> [MATERIALS PROVIDED]
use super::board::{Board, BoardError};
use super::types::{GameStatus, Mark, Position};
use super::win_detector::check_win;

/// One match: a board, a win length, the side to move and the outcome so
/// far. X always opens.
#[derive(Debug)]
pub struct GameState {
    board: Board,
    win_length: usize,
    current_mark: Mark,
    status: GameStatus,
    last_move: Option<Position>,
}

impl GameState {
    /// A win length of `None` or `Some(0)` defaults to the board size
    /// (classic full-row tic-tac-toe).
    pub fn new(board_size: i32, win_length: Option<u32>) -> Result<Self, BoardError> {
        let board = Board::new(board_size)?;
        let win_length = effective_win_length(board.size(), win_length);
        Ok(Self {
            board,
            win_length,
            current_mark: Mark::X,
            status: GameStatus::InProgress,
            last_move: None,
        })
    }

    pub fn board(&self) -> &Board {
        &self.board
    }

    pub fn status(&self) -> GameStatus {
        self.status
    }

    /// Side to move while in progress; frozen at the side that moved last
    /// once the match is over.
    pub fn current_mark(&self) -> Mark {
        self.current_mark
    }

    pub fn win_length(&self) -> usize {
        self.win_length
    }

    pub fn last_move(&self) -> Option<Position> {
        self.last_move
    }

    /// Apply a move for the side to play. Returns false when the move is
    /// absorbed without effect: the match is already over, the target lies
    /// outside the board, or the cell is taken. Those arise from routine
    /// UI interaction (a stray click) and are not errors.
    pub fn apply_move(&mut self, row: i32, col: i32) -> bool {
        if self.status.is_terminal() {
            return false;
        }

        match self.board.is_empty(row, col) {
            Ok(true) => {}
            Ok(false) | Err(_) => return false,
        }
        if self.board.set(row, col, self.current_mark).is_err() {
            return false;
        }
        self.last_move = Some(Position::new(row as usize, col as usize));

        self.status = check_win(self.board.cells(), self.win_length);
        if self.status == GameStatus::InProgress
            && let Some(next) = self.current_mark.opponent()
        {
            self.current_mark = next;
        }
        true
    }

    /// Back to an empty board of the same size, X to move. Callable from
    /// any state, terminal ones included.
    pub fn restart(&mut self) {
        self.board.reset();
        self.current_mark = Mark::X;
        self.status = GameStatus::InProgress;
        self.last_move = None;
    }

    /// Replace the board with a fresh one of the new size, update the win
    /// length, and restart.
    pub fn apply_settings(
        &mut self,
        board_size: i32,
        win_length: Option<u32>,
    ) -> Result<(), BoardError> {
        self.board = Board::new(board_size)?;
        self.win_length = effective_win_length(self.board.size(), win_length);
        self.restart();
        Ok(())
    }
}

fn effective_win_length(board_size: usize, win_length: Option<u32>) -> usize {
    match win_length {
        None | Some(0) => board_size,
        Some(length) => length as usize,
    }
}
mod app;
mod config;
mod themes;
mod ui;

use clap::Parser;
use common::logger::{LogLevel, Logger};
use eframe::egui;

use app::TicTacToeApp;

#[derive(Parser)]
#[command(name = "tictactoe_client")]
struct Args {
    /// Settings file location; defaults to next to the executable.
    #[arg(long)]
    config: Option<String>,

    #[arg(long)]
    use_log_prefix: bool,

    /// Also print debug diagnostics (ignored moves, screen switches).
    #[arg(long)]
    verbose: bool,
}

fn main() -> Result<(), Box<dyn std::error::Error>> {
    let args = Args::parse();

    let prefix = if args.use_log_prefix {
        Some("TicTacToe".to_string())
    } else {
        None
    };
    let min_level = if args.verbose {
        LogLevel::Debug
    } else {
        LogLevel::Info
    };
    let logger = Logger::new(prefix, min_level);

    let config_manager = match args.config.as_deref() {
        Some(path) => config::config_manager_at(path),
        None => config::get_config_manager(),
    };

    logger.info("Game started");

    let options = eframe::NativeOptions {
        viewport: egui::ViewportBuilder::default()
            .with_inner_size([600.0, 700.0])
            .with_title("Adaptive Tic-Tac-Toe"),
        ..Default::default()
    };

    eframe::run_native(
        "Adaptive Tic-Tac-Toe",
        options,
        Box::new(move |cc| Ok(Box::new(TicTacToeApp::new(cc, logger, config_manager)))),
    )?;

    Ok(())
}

> [THE PROBLEM] A single number is required: the count of lines in the entries that include the word "GameStatus".

> [SOLUTION TO THE EXERCISE] 6